Taking Stock

Taking Stock

taking-stock

The past few months have been brutal for all those who are invested in the stock market one way or the other. With a few exceptions, it has been the same all over the world. So it did not matter whether you were in the USA or India or elsewhere. It has just been a difference of degree. As always, there are dime a dozen conventional explanations for the stock market gyrations from the usual culprits….. analysts, money managers, media, economists, brokers. The explanations range from internet bubble burst, technology downslide, economy slowdown, and Japanese recession to Greenspan, Bush, proposed tax cuts, blah, blah, blah.

I have been equally affected by the stock market in the last few months as I have been in the last 17 years since I invested my first hard earned $ 1,000 in the market through a mutual fund in 1984. I have also had the good fortune to be on the inside of this business during this same time through my career in the financial services industry. I
have since digressed into philosophy. The parallels I see between the stock market and life is amazing. The guiding principles for life apply directly to the stock market. It has helped me deal with the stock market and manage my investments much more effectively. I thought I would share this with you.

 Instant gratification of any kind in life almost always causes pain sooner or later. It only helps to put the senses on a high but also numbs the most important one, common sense. Ultimately the only thing that matters is how one leads and lives the entire life and what karmas and sanskaras are built up as we go along.

Short-term market movements are very painful. This is an age old and time honored axiom in the investment world, yet completely ignored by the experts and the gullible common investor. The only strategy that works in the long term is a disciplined approach to investing. Assess your returns for the entire portfolio and for your
entire investment period.

 Embrace everyone in life. We are all made of the same flesh and blood and nothing but a different manifestation of the Supreme Self. Broaden the outlook and open ourselves to new ideas and thoughts. There is no single path to nirvana. Be all inclusive and you will find nirvana sooner. Diversify, diversify, diversify! Diversification is the key to sensible investing. Do not concentrate on any sector at any time. Fads come and go. The only factors which survive in the long run are thoughtful management, sensible product/service, profitability and common sense. Concentrate on these and you will be ahead of the curve.

 Indian scriptures emphasize the importance of a guru shishya relationship and finding the right guru. This is for nothing. The path to nirvana is strewn with obstacles and only the enlightened or realized one i.e. the Guru can help lead us there. The all-knowing Guru is also within each of us. We have to recognize and nurture it so that it can show us the path.
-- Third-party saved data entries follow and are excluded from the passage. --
use super::block::payload_of;
use super::chain::Chain;
use super::diagnostics::{HeapStats, MemoryMap};
use super::error::HeapError;
use super::strategy::Strategy;
use super::utils::align_request;
use super::{SpinLock, HEAP_SIZE};
use core::fmt;

/// Reference to a payload handed out by a [`Heap`]: the byte offset of the
/// payload inside the arena.
#[derive(Clone, Copy, Debug, PartialEq, Eq, PartialOrd, Ord, Hash)]
pub struct Ptr(usize);

impl Ptr {
    /// Offset 0 always holds a header, so it never names a payload.
    pub const NULL: Ptr = Ptr(0);

    pub const fn from_offset(offset: usize) -> Self {
        Ptr(offset)
    }

    #[inline]
    pub const fn offset(self) -> usize {
        self.0
    }

    #[inline]
    pub const fn is_null(self) -> bool {
        self.0 == 0
    }
}

impl fmt::Display for Ptr {
    fn fmt(&self, f: &mut fmt::Formatter<'_>) -> fmt::Result {
        write!(f, "{:#07x}", self.0)
    }
}

/// A heap simulated on top of one fixed `N`-byte arena.
///
/// Every operation takes the heap's single lock for its whole duration,
/// so operations from concurrent threads appear in one total order.
pub struct Heap<const N: usize = HEAP_SIZE> {
    inner: SpinLock<Chain<N>>,
}

impl<const N: usize> Heap<N> {
    pub const fn new() -> Self {
        Self::with_strategy(Strategy::FirstFit)
    }

    pub const fn with_strategy(strategy: Strategy) -> Self {
        Self {
            inner: SpinLock::new(Chain::new(strategy)),
        }
    }

    /// Sets up the arena as a single free block. Later calls do nothing.
    pub fn init(&self) {
        if self.inner.lock().init() {
            log::debug!("heap: initialized {} byte arena", N);
        }
    }

    pub fn is_initialized(&self) -> bool {
        self.inner.lock().is_initialized()
    }

    /// Changes the strategy used by subsequent allocations.
    pub fn set_strategy(&self, strategy: Strategy) {
        self.inner.lock().set_strategy(strategy);
    }

    pub fn strategy(&self) -> Strategy {
        self.inner.lock().strategy()
    }

    /// Allocates at least `size` bytes, rounded up to the alignment unit.
    ///
    /// A zero-sized request returns [`Ptr::NULL`]. The arena is initialized
    /// on first use.
    pub fn allocate(&self, size: usize) -> Result<Ptr, HeapError> {
        if size == 0 {
            return Ok(Ptr::NULL);
        }

        let mut chain = self.inner.lock();
        if chain.init() {
            log::debug!("heap: initialized {} byte arena", N);
        }

        let block = if size <= N {
            chain.allocate(align_request(size))
        } else {
            None
        };

        match block {
            Some(block) => {
                let ptr = Ptr(payload_of(block));
                log::trace!("allocate({}) -> {}", size, ptr);
                Ok(ptr)
            }
            None => {
                log::debug!("allocate({}) -> out of memory", size);
                Err(HeapError::OutOfMemory { requested: size })
            }
        }
    }

    /// Returns a block to the heap. Releasing [`Ptr::NULL`] does nothing.
    ///
    /// Invalid references and double releases are reported and leave the
    /// heap untouched.
    pub fn release(&self, ptr: Ptr) -> Result<(), HeapError> {
        if ptr.is_null() {
            return Ok(());
        }

        let mut chain = self.inner.lock();

        let block = chain.locate(ptr.offset()).map_err(|err| report("release", err))?;
        if chain.header(block).free {
            return Err(report(
                "release",
                HeapError::DoubleRelease {
                    offset: ptr.offset(),
                },
            ));
        }

        let merged = chain.release(block);
        log::trace!(
            "release({}) -> free block at {:#x} holds {} bytes",
            ptr,
            merged,
            chain.header(merged).size
        );

        Ok(())
    }

    /// Changes the size of an allocation.
    ///
    /// A null `ptr` allocates, a zero `size` releases and returns
    /// [`Ptr::NULL`]. Shrinking, or growing into a free successor, keeps the
    /// reference; otherwise the contents move to a new block. On failure the
    /// original allocation is left as it was.
    pub fn resize(&self, ptr: Ptr, size: usize) -> Result<Ptr, HeapError> {
        if ptr.is_null() {
            return self.allocate(size);
        }
        if size == 0 {
            return self.release(ptr).map(|()| Ptr::NULL);
        }

        let mut chain = self.inner.lock();
        let block = locate_used(&chain, ptr).map_err(|err| report("resize", err))?;

        let resized = if size <= N {
            chain.resize(block, align_request(size))
        } else {
            None
        };

        match resized {
            Some(moved) => {
                let new_ptr = Ptr(payload_of(moved));
                log::trace!("resize({}, {}) -> {}", ptr, size, new_ptr);
                Ok(new_ptr)
            }
            None => {
                log::debug!("resize({}, {}) -> out of memory", ptr, size);
                Err(HeapError::OutOfMemory { requested: size })
            }
        }
    }

    /// Payload capacity of an allocation, which may exceed what was asked for.
    pub fn usable_size(&self, ptr: Ptr) -> Result<usize, HeapError> {
        let chain = self.inner.lock();
        let block = locate_used(&chain, ptr).map_err(|err| report("usable_size", err))?;

        Ok(chain.header(block).size)
    }

    /// Copies `data` to the start of an allocation.
    pub fn write(&self, ptr: Ptr, data: &[u8]) -> Result<(), HeapError> {
        let mut chain = self.inner.lock();
        let block = locate_used(&chain, ptr).map_err(|err| report("write", err))?;

        chain.payload_mut(block, data.len())?.copy_from_slice(data);
        Ok(())
    }

    /// Copies the first `len` bytes of an allocation out of the arena.
    pub fn read(&self, ptr: Ptr, len: usize) -> Result<Vec<u8>, HeapError> {
        let chain = self.inner.lock();
        let block = locate_used(&chain, ptr).map_err(|err| report("read", err))?;

        Ok(chain.payload(block, len)?.to_vec())
    }

    /// Snapshot of every block in address order.
    pub fn dump_map(&self) -> Result<MemoryMap, HeapError> {
        MemoryMap::capture(&self.inner.lock())
    }

    /// Snapshot of aggregate usage.
    pub fn dump_stats(&self) -> Result<HeapStats, HeapError> {
        HeapStats::capture(&self.inner.lock())
    }

    /// Verifies every chain invariant, see [`HeapError::Corrupted`].
    pub fn check_integrity(&self) -> Result<(), HeapError> {
        self.inner.lock().check()
    }

    #[cfg(test)]
    fn chain(&self) -> crate::spin_lock::Guard<'_, Chain<N>> {
        self.inner.lock()
    }
}

impl<const N: usize> Default for Heap<N> {
    fn default() -> Self {
        Self::new()
    }
}

// resize and payload access only make sense on live allocations
fn locate_used<const N: usize>(chain: &Chain<N>, ptr: Ptr) -> Result<usize, HeapError> {
    let not_allocated = HeapError::InvalidReference {
        offset: ptr.offset(),
        cause: "block is not allocated",
    };

    match chain.locate(ptr.offset()) {
        Ok(block) if chain.header(block).free => Err(not_allocated),
        Ok(block) => Ok(block),
        Err(HeapError::DoubleRelease { .. }) => Err(not_allocated),
        Err(err) => Err(err),
    }
}

fn report(op: &str, err: HeapError) -> HeapError {
    log::warn!("{}: {}", op, err);
    err
}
Follow the herd mentality in investing and you will regret. Avoid the indices or any fund which replicates an index. Indices have now become nothing more than tools to determine a fund manager’s compensation. Find a real expert who correctly reads the pulse of the market over a long enough period and does not hesitate to
speak the truth. He ignores short-term peaks and valleys for long term stability. He is a beacon of light during the dark periods like the present, but leads his followers safely through. An annual return of 15% over 10 years is far healthier (for the portfolio and the body) than a 100% return in Year 1 followed by a 70% drop the next year.

 The Gita identifies greed, lust and anger as the main obstacles to realization. These feed the ego, which is the biggest hindrance to nirvana. Gita also teaches us about contentment from the basic necessities of life. Anything beyond that is a source of misery.Stock markets can never sustain triple digit or high double digit returns beyond the short term. Only the speculators and the shortsighted mistake it for the real market. The investment guru
and his smart investor see it as a red flag and immediately take appropriate action. If a stock tip or the nvestment returns are too good to be true, they probably are! Stay away.

 There is no free lunch. We reap the fruits of karma. As you sow so you reap. Krishna counsels in the Gita that good company is as important as good actions.

No matter how many ways anyone tries to analyze or dissect, the only factor that determines the stock price of a company is its profitability. Everything else is nothing but a figment of imagination of the investment bankers, brokers and analysts who all work for the same employer. The banker concocts the story and prices it, the broker sells it and the analyst sustains it through reinforced fiction. In the process they and their employer have been enriched and have long disappeared, leaving the gullible investor holding the stock. If you or your fund manager buy the stock of a company with no profits, or worse no revenues, you become the laughing stock. The banker, the broker, the analyst and their boss are all laughing all the way to the bank! And finally,

 Vedanta tells us that life is an illusion. The reality lies beyond what we can perceive with our senses or think with our minds. It can only be experienced by the realized.

The stock market is a fiction. It is nothing but an amalgamation of individual perceptions. In short it is a zero sum game. Only the ignorant think they can swim in its turbulent waters and reach the other side safe and sound. If one lives by the stock market alone, one should also be prepared for its watery grave. Om tat sat.